大魏百年, 除開國重臣之外,一向無軍功不封侯,而丹書鐵券,三代免死的恩典向來只有開國功勳之家才有。墨越川生前的戰績並不足以讓他獲得此等殊榮,然而如今和親一途是扭轉大魏局勢的最好方法,墨紫幽的犧牲也可算是大功一件。

恩封的聖旨送到小墨府時,恩科的殿試剛剛放榜,墨雲飛高中二甲頭名傳臚。據聞幾位考官原是要點他為此科狀元, 只是出了和親一事生怕他人非議墨雲飛高中是因了墨紫幽的緣故,是以將他放在了一甲之外。。

墨雲飛今年不過十四歲便金榜題名已是佳話,而他繼承了義誠侯的爵位之後,他又將成為金陵城中最年輕的勳爵,將來必然前途無量。只是當傳旨官一臉討好地將那道聖旨遞至他面前時,他卻是沈著臉跪在地上不肯去接。

陪他跪接聖旨的墨紫幽淡淡一笑,替他接過聖旨, 又親自送了傳旨官出去。返身回來時見他還跪在那裏,她笑,“你已金榜題名很快便可入朝為官,如今又承了這爵位,日後再有皇上的關照,長姐也算可放心了。”

“我什麽都做不了——”墨雲飛跪在地上,跪在墨紫幽面前,控制不住的淚水點點落於地面,“金榜題名又如何?義誠侯又如何?長姐為我做了這樣多,我連報仇都要長姐代勞,如今長姐將要遠嫁和親,我卻無力阻止,我什麽事都不能為你做!”

候於一旁的下人們早已一個個哭成了淚人,特別是墨紫幽那幾個丫環一個個哭得快要岔了氣,唯有飛螢呆呆楞楞地站著,看著墨紫幽姐弟倆,眼中沒有半點淚意。

“國之將亡,匹夫有責,長姐雖是女子,然有些事不可不為。”墨紫幽長長嘆息一聲,“長姐知道你是明白的。”

墨雲飛垂淚不語,就是因為他明白所以才無力阻止。墨紫幽伸手將他攙了起來,“你也並非任何事都不能為我做,我有很多事需要你為我去做。”

“長姐需要我做什麽?”墨雲飛痛聲道,“無論何事,我萬死莫敢辭。”

“我需要你官克己奉公,初心不移,需要你為人之所不敢為,當人之所不敢當,需要你以皇風清正,蒼生富庶為己任,縱然世人濁濁,也絕不同流合汙!”墨紫幽握緊了墨雲飛的雙手,正聲道,“我需要你替我看著皇上,替我時時刻刻地提醒著他,他欠這大魏江山,天下萬民,欠我墨紫幽一個海清河晏的盛世!”

墨雲飛微怔,墨紫幽看著他的那雙眸子裏灼灼然綻放著耀眼的期待的光,她道,“雲飛,這絕非輕易可達成之事,古往今來,多少前車之鑒在前頭,你甚至可能因此而粉身碎骨。你有這個膽量答應長姐麽?”

墨雲飛抽出被墨紫幽握著的雙手,伸出左手取下墨紫幽發間一只金簪,狠狠劃破自己右手掌心,鄭重地發了血誓:“我墨雲飛對天起誓,此生絕不負長姐所托。”

墨紫幽微笑著仰起臉看他,驀然驚覺不知何時墨雲飛的身量已長得這般高,直高出了她半個頭。她轉眼看向飛螢,道,“我把飛螢留給你,將來等她年齡到了,你替她尋個好人家。”
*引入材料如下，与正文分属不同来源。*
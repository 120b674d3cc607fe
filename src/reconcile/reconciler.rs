use std::collections::HashSet;
use std::sync::Arc;
use tokio::sync::Mutex;
use tracing::{debug, error, info, instrument, warn};

use crate::caddy::CaddyApi;
use crate::docker::{Container, DockerClient};
use crate::routing::{Route, RouteResolver};
use crate::settings::Settings;

/// 한 번의 재동기화 패스 결과. 로깅과 테스트용이며 제어 흐름에는 쓰지 않습니다.
#[derive(Debug, Clone, PartialEq, Eq)]
pub enum PassOutcome {
    /// 컨테이너 목록 조회 실패로 중단됨
    Aborted,
    /// 라우팅 대상 컨테이너 없음
    NoEligibleContainers,
    Applied(PassSummary),
}

impl PassOutcome {
    pub fn changed(&self) -> bool {
        matches!(self, PassOutcome::Applied(summary) if !summary.added.is_empty())
    }
}

#[derive(Debug, Clone, Default, PartialEq, Eq)]
pub struct PassSummary {
    /// enable + route 라벨을 가진 컨테이너 수
    pub eligible: usize,
    pub added: Vec<Route>,
    /// 프록시에 이미 있어서 건너뛴 호스트
    pub already_present: Vec<String>,
    /// 업스트림을 정하지 못한 호스트
    pub unresolved: Vec<String>,
    /// 라우트 추가 요청이 실패한 호스트
    pub failed: Vec<String>,
    pub saved: bool,
}

/// 컨테이너 목록 → 라우트 계산 → 프록시와 비교 → 누락분 추가 → (선택) 저장.
///
/// 백그라운드 상태는 없고, 패스끼리는 내부 게이트로 직렬화됩니다.
pub struct Reconciler {
    docker: Arc<dyn DockerClient>,
    caddy: Arc<dyn CaddyApi>,
    resolver: RouteResolver,
    auto_save: bool,
    gate: Mutex<()>,
}

impl Reconciler {
    pub fn new(docker: Arc<dyn DockerClient>, caddy: Arc<dyn CaddyApi>, settings: &Settings) -> Self {
        Self::with_resolver(
            docker,
            caddy,
            RouteResolver::new(settings),
            settings.caddy.auto_save_config,
        )
    }

    pub fn with_resolver(
        docker: Arc<dyn DockerClient>,
        caddy: Arc<dyn CaddyApi>,
        resolver: RouteResolver,
        auto_save: bool,
    ) -> Self {
        Self {
            docker,
            caddy,
            resolver,
            auto_save,
            gate: Mutex::new(()),
        }
    }

    #[instrument(skip(self), level = "debug")]
    pub async fn reconcile(&self) -> PassOutcome {
        let _pass = self.gate.lock().await;

        let containers = match self.docker.list_containers().await {
            Ok(containers) => containers,
            Err(e) => {
                error!(error = %e, "컨테이너 목록 조회 실패, 이번 패스 중단");
                return PassOutcome::Aborted;
            }
        };

        let eligible: Vec<&Container> = containers
            .iter()
            .filter(|container| container.is_enabled() && container.route_host().is_some())
            .collect();

        if eligible.is_empty() {
            info!(total = containers.len(), "ddash.route 라벨이 있는 컨테이너 없음");
            return PassOutcome::NoEligibleContainers;
        }

        let current_routes = self.fetch_current_routes().await;
        let mut summary = PassSummary {
            eligible: eligible.len(),
            ..Default::default()
        };
        let mut seen_hosts = HashSet::new();

        for container in eligible {
            let Some(host) = container.route_host() else {
                continue;
            };
            let name = container.preferred_name();

            if !seen_hosts.insert(host) {
                warn!(host = %host, container = %name, "같은 패스에 중복된 route 호스트");
            }

            if current_routes.contains(host) {
                debug!(host = %host, container = %name, "Caddy에 이미 라우트가 있음");
                summary.already_present.push(host.to_string());
                continue;
            }

            let upstream = match self.resolver.resolve(container, &containers) {
                Ok(upstream) => upstream,
                Err(e) => {
                    error!(error = %e, host = %host, "업스트림 결정 실패, 라우트 건너뜀");
                    summary.unresolved.push(host.to_string());
                    continue;
                }
            };

            match self.caddy.add_route(host, &upstream.to_string()).await {
                Ok(()) => {
                    info!(host = %host, upstream = %upstream, container = %name, "라우트 추가");
                    summary.added.push(Route {
                        host: host.to_string(),
                        upstream,
                    });
                }
                Err(e) => {
                    error!(error = %e, host = %host, upstream = %upstream, "라우트 추가 실패");
                    summary.failed.push(host.to_string());
                }
            }
        }

        if !summary.added.is_empty() && self.auto_save {
            match self.caddy.save_config().await {
                Ok(()) => summary.saved = true,
                Err(e) => error!(error = %e, "Caddy 설정 저장 실패"),
            }
        }

        info!(
            eligible = summary.eligible,
            added = summary.added.len(),
            already_present = summary.already_present.len(),
            unresolved = summary.unresolved.len(),
            failed = summary.failed.len(),
            saved = summary.saved,
            "재동기화 패스 완료"
        );

        PassOutcome::Applied(summary)
    }

    /// 조회 실패 시 빈 스냅샷으로 진행합니다.
    async fn fetch_current_routes(&self) -> HashSet<String> {
        match self.caddy.get_routes().await {
            Ok(routes) => routes.into_iter().collect(),
            Err(e) => {
                error!(error = %e, "Caddy 라우트 조회 실패, 빈 목록으로 진행");
                HashSet::new()
            }
        }
    }
}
飛螢猛地一楞,她原以為無論墨紫幽去哪裏,西狼亦或是南梁都不會落下她,故而她才沒覺得悲傷。如今一聽墨紫幽居然不帶她走,她頓時就號啕大哭起來,“小姐,你怎麽可以扔下奴婢!小姐去哪裏,奴婢都要隨著你去——”

“別鬧,”墨紫幽淡淡笑了一聲,“雲飛是我在金陵城中唯一的牽掛,只有將你留在他身邊照顧,我才可安心。你不會讓我失望的,對不對?”

飛螢抽噎著用一雙朦朧的淚眼望著墨紫幽許久,終是重重地點了點頭。

“好了,男兒有淚不輕彈,”墨紫幽拍了拍墨雲飛未受傷的那只手,笑道,“過幾日,你還要為姐姐送嫁呢。”

墨雲飛望著自己面前這張美麗的笑顏,回想起四年前的凜冬,墨紫幽在風雪中初回大墨府時,他正孤立無援地跪在墨老夫人的福壽院裏受罰,連他的生母封夫人都無力為他求情,是她為他解了圍。後來這許多年裏,她一次又一次地站在了他身邊,每當危急關頭,每當陷入低谷,她總是會出來替他解圍。

她與他之間的緣分是那般奇妙,不是親姐弟勝似親姐弟。因了她,他才可以衣不沾血地為封夫人報了仇。因了她,他才可以在她以身涉險時安心讀書考取功名。因了她,他才能有今天的成就,才成為這義誠侯。她為他付出的太多太多,可他還來不及回報就要面臨與她的分離。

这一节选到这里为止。